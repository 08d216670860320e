use std::{
    collections::VecDeque,
    sync::{
        atomic::{AtomicU8, AtomicUsize, Ordering},
        Arc, RwLock,
    },
    time::Duration,
};

use async_trait::async_trait;
use serde_json::Value;
use tokio::{
    sync::{mpsc, oneshot},
    task::JoinHandle,
    time::{sleep, sleep_until, Instant},
};
use tracing::{debug, info, warn};

use crate::error::ApiError;

pub const DEFAULT_RATE_LIMITS: &[(u32, u64)] = &[(20, 1), (100, 120)];

const DISPATCH_SPACING: Duration = Duration::from_millis(50);
const SOFT_WINDOW: Duration = Duration::from_secs(120);
const SOFT_PAUSE: Duration = Duration::from_secs(30);
const MAX_RATE_ATTEMPTS: u32 = 3;

const STATE_RUNNING: u8 = 0;
const STATE_SOFT_PAUSED: u8 = 1;
const STATE_HARD_PAUSED: u8 = 2;

/// Parses an `"N1:S1,N2:S2"` rate-limit header into `(capacity, window_secs)`
/// pairs. Empty or unparsable input yields the safe default set.
pub fn parse_rate_limits(header: &str) -> Vec<(u32, u64)> {
    let mut limits = Vec::new();
    for part in header.split(',') {
        let part = part.trim();
        if part.is_empty() {
            continue;
        }
        let Some((count, window)) = part.split_once(':') else {
            continue;
        };
        let (Ok(count), Ok(window)) = (count.trim().parse::<u32>(), window.trim().parse::<u64>())
        else {
            continue;
        };
        if count == 0 || window == 0 {
            continue;
        }
        limits.push((count, window));
    }
    if limits.is_empty() {
        return DEFAULT_RATE_LIMITS.to_vec();
    }
    limits
}

/// Sliding-window admission primitive. Multiple buckets combine in AND: a
/// dispatch departs only once every bucket admits.
#[derive(Debug)]
pub struct RateBucket {
    capacity: u32,
    window: Duration,
    stamps: VecDeque<Instant>,
}

impl RateBucket {
    pub fn new(capacity: u32, window_secs: u64) -> Self {
        Self {
            capacity,
            window: Duration::from_secs(window_secs),
            stamps: VecDeque::new(),
        }
    }

    fn prune(&mut self, now: Instant) {
        while let Some(oldest) = self.stamps.front() {
            if *oldest + self.window <= now {
                self.stamps.pop_front();
            } else {
                break;
            }
        }
    }

    pub fn admits(&mut self, now: Instant) -> bool {
        self.prune(now);
        (self.stamps.len() as u32) < self.capacity
    }

    /// Time until the oldest entry ages out; zero when the bucket admits.
    pub fn wait_time(&mut self, now: Instant) -> Duration {
        self.prune(now);
        if (self.stamps.len() as u32) < self.capacity {
            return Duration::ZERO;
        }
        match self.stamps.front() {
            Some(oldest) => (*oldest + self.window).saturating_duration_since(now),
            None => Duration::ZERO,
        }
    }

    pub fn record(&mut self, now: Instant) {
        self.stamps.push_back(now);
    }
}

#[derive(Debug, Clone)]
pub struct ApiRequest {
    pub url: String,
}

impl ApiRequest {
    pub fn get(url: impl Into<String>) -> Self {
        Self { url: url.into() }
    }
}

#[derive(Debug, Clone)]
pub struct ApiResponse {
    pub status: u16,
    pub body: Value,
    pub rate_limit: Option<String>,
    pub retry_after_secs: Option<u64>,
}

/// Seam between the dispatcher and the wire so the 429/403 paths are
/// scriptable in tests. The key is read at dispatch time, never at enqueue.
#[async_trait]
pub trait ApiTransport: Send + Sync {
    async fn execute(&self, request: &ApiRequest, api_key: &str) -> Result<ApiResponse, ApiError>;
}

pub struct HttpTransport {
    client: reqwest::Client,
}

impl HttpTransport {
    pub fn new() -> anyhow::Result<Self> {
        let client = reqwest::Client::builder()
            .timeout(Duration::from_secs(10))
            .build()?;
        Ok(Self { client })
    }
}

#[async_trait]
impl ApiTransport for HttpTransport {
    async fn execute(&self, request: &ApiRequest, api_key: &str) -> Result<ApiResponse, ApiError> {
        let response = self
            .client
            .get(&request.url)
            .header("X-Riot-Token", api_key)
            .header(reqwest::header::ACCEPT, "application/json")
            .send()
            .await?;
        let status = response.status().as_u16();
        let rate_limit = response
            .headers()
            .get("X-App-Rate-Limit")
            .and_then(|value| value.to_str().ok())
            .map(str::to_owned);
        let retry_after_secs = response
            .headers()
            .get(reqwest::header::RETRY_AFTER)
            .and_then(|value| value.to_str().ok())
            .and_then(|value| value.trim().parse::<u64>().ok());
        let body = if (200..300).contains(&status) {
            response.json::<Value>().await.unwrap_or(Value::Null)
        } else {
            Value::String(response.text().await.unwrap_or_default())
        };
        Ok(ApiResponse {
            status,
            body,
            rate_limit,
            retry_after_secs,
        })
    }
}

/// Out-of-band observations for the orchestrator.
#[derive(Debug, Clone, PartialEq, Eq)]
pub enum SchedulerSignal {
    RateLimited { retry_after_secs: u64 },
    KeyExpired,
}

struct QueuedCall {
    request: ApiRequest,
    reply: oneshot::Sender<Result<Value, ApiError>>,
}

struct SchedulerShared {
    state: AtomicU8,
    pending: AtomicUsize,
    window_count: AtomicUsize,
    soft_ceiling: usize,
    api_key: RwLock<String>,
}

/// Serial FIFO queue fronting the cloud API. Tasks depart in enqueue order,
/// one at a time, only when every rate bucket admits.
#[derive(Clone)]
pub struct CloudScheduler {
    queue_tx: mpsc::UnboundedSender<QueuedCall>,
    shared: Arc<SchedulerShared>,
}

impl CloudScheduler {
    pub fn spawn(
        transport: Arc<dyn ApiTransport>,
        api_key: String,
        soft_ceiling: usize,
        signals: mpsc::UnboundedSender<SchedulerSignal>,
    ) -> (Self, JoinHandle<()>) {
        let (queue_tx, queue_rx) = mpsc::unbounded_channel();
        let shared = Arc::new(SchedulerShared {
            state: AtomicU8::new(STATE_RUNNING),
            pending: AtomicUsize::new(0),
            window_count: AtomicUsize::new(0),
            soft_ceiling: soft_ceiling.max(1),
            api_key: RwLock::new(api_key),
        });
        let dispatcher = Dispatcher {
            shared: shared.clone(),
            transport,
            signals,
            buckets: DEFAULT_RATE_LIMITS
                .iter()
                .map(|(count, window)| RateBucket::new(*count, *window))
                .collect(),
            pending_limits: None,
            window: VecDeque::new(),
            last_dispatch: None,
            queue_rx,
        };
        let handle = tokio::spawn(dispatcher.run());
        (Self { queue_tx, shared }, handle)
    }

    /// Queues a call and returns its completion channel. Rejected on the
    /// spot with a credential-expired error while hard-paused.
    pub fn submit(&self, request: ApiRequest) -> oneshot::Receiver<Result<Value, ApiError>> {
        let (reply, receiver) = oneshot::channel();
        if self.shared.state.load(Ordering::Acquire) == STATE_HARD_PAUSED {
            let _ = reply.send(Err(ApiError::CredentialExpired));
            return receiver;
        }
        self.shared.pending.fetch_add(1, Ordering::AcqRel);
        if self.queue_tx.send(QueuedCall { request, reply }).is_err() {
            self.shared.pending.fetch_sub(1, Ordering::AcqRel);
        }
        receiver
    }

    pub async fn enqueue(&self, request: ApiRequest) -> Result<Value, ApiError> {
        match self.submit(request).await {
            Ok(result) => result,
            Err(_) => Err(ApiError::Transport("scheduler stopped".to_owned())),
        }
    }

    /// Swaps the key and returns the scheduler to `Running`. The caller is
    /// expected to wait its propagation delay before re-issuing calls.
    pub fn reload_key(&self, api_key: String) {
        if let Ok(mut key) = self.shared.api_key.write() {
            *key = api_key;
        }
        self.shared.state.store(STATE_RUNNING, Ordering::Release);
        info!("scheduler key reloaded, resuming dispatch");
    }

    pub fn window_usage(&self) -> f32 {
        self.shared.window_count.load(Ordering::Acquire) as f32
            / self.shared.soft_ceiling as f32
    }

    pub fn is_paused(&self) -> bool {
        self.shared.state.load(Ordering::Acquire) != STATE_RUNNING
    }

    pub fn pending(&self) -> usize {
        self.shared.pending.load(Ordering::Acquire)
    }
}

struct Dispatcher {
    shared: Arc<SchedulerShared>,
    transport: Arc<dyn ApiTransport>,
    signals: mpsc::UnboundedSender<SchedulerSignal>,
    buckets: Vec<RateBucket>,
    pending_limits: Option<String>,
    window: VecDeque<Instant>,
    last_dispatch: Option<Instant>,
    queue_rx: mpsc::UnboundedReceiver<QueuedCall>,
}

impl Dispatcher {
    async fn run(mut self) {
        while let Some(call) = self.queue_rx.recv().await {
            if self.shared.state.load(Ordering::Acquire) == STATE_HARD_PAUSED {
                let _ = call.reply.send(Err(ApiError::CredentialExpired));
                self.shared.pending.fetch_sub(1, Ordering::AcqRel);
                continue;
            }

            // Server-provided limits replace the bucket set between dispatches.
            if let Some(header) = self.pending_limits.take() {
                self.apply_rate_update(&header);
            }

            if let Some(last) = self.last_dispatch {
                let due = last + DISPATCH_SPACING;
                if Instant::now() < due {
                    sleep_until(due).await;
                }
            }

            self.soft_throttle_gate().await;

            loop {
                let now = Instant::now();
                let wait = self
                    .buckets
                    .iter_mut()
                    .map(|bucket| bucket.wait_time(now))
                    .max()
                    .unwrap_or(Duration::ZERO);
                if wait.is_zero() {
                    break;
                }
                debug!(wait_ms = wait.as_millis() as u64, "buckets full, waiting");
                sleep(wait).await;
            }

            let now = Instant::now();
            for bucket in &mut self.buckets {
                bucket.record(now);
            }
            self.window.push_back(now);
            self.prune_window(now);
            self.last_dispatch = Some(now);

            let result = self.execute_with_retry(&call.request).await;
            let credential_expired = matches!(&result, Err(ApiError::CredentialExpired));
            let _ = call.reply.send(result);
            self.shared.pending.fetch_sub(1, Ordering::AcqRel);

            if credential_expired {
                self.hard_pause_and_drain();
            }
        }
    }

    /// Safety margin under Running: voluntary pause at 80% of the sliding
    /// 120 s window. Not a substitute for bucket admission.
    async fn soft_throttle_gate(&mut self) {
        loop {
            self.prune_window(Instant::now());
            let threshold = self.shared.soft_ceiling * 80 / 100;
            if self.window.len() < threshold.max(1) {
                return;
            }
            let until = Instant::now() + SOFT_PAUSE;
            warn!(
                dispatched = self.window.len(),
                ceiling = self.shared.soft_ceiling,
                "soft throttle engaged, pausing dispatch"
            );
            self.shared
                .state
                .store(STATE_SOFT_PAUSED, Ordering::Release);
            sleep_until(until).await;
            let _ = self.shared.state.compare_exchange(
                STATE_SOFT_PAUSED,
                STATE_RUNNING,
                Ordering::AcqRel,
                Ordering::Acquire,
            );
        }
    }

    fn prune_window(&mut self, now: Instant) {
        while let Some(oldest) = self.window.front() {
            if *oldest + SOFT_WINDOW <= now {
                self.window.pop_front();
            } else {
                break;
            }
        }
        self.shared
            .window_count
            .store(self.window.len(), Ordering::Release);
    }

    fn apply_rate_update(&mut self, header: &str) {
        let limits = parse_rate_limits(header);
        let mut buckets: Vec<RateBucket> = limits
            .iter()
            .map(|(count, window)| RateBucket::new(*count, *window))
            .collect();
        // Seed replacements from the dispatch history so a fresh bucket set
        // cannot admit a burst the server already counted.
        for stamp in &self.window {
            for bucket in &mut buckets {
                bucket.record(*stamp);
            }
        }
        debug!(?limits, "applied server rate-limit update");
        self.buckets = buckets;
    }

    async fn execute_with_retry(&mut self, request: &ApiRequest) -> Result<Value, ApiError> {
        let mut attempts = 0;
        loop {
            attempts += 1;
            let api_key = self
                .shared
                .api_key
                .read()
                .map(|key| key.clone())
                .unwrap_or_default();
            let response = self.transport.execute(request, &api_key).await?;
            if let Some(header) = response.rate_limit.clone() {
                self.pending_limits = Some(header);
            }
            match response.status {
                status if (200..300).contains(&status) => return Ok(response.body),
                429 => {
                    let retry_after_secs = response.retry_after_secs.unwrap_or(1);
                    if attempts >= MAX_RATE_ATTEMPTS {
                        let _ = self.signals.send(SchedulerSignal::RateLimited {
                            retry_after_secs,
                        });
                        return Err(ApiError::RateLimited {
                            attempts,
                            retry_after_secs,
                        });
                    }
                    warn!(attempts, retry_after_secs, url = %request.url, "rate limited, backing off");
                    sleep(Duration::from_secs(retry_after_secs)).await;
                }
                403 => return Err(ApiError::CredentialExpired),
                status => {
                    return Err(ApiError::Status {
                        status,
                        body: response.body.to_string(),
                    })
                }
            }
        }
    }

    fn hard_pause_and_drain(&mut self) {
        self.shared
            .state
            .store(STATE_HARD_PAUSED, Ordering::Release);
        let mut drained = 0usize;
        while let Ok(call) = self.queue_rx.try_recv() {
            let _ = call.reply.send(Err(ApiError::CredentialExpired));
            self.shared.pending.fetch_sub(1, Ordering::AcqRel);
            drained += 1;
        }
        warn!(drained, "credentials expired, scheduler hard-paused");
        let _ = self.signals.send(SchedulerSignal::KeyExpired);
    }
}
^^^^^^^^
-- What is being asked --
Starting from the data above, filter for lines with "tokio" and copy each one.

-- Response area --
use tokio::{
        let handle = tokio::spawn(dispatcher.run());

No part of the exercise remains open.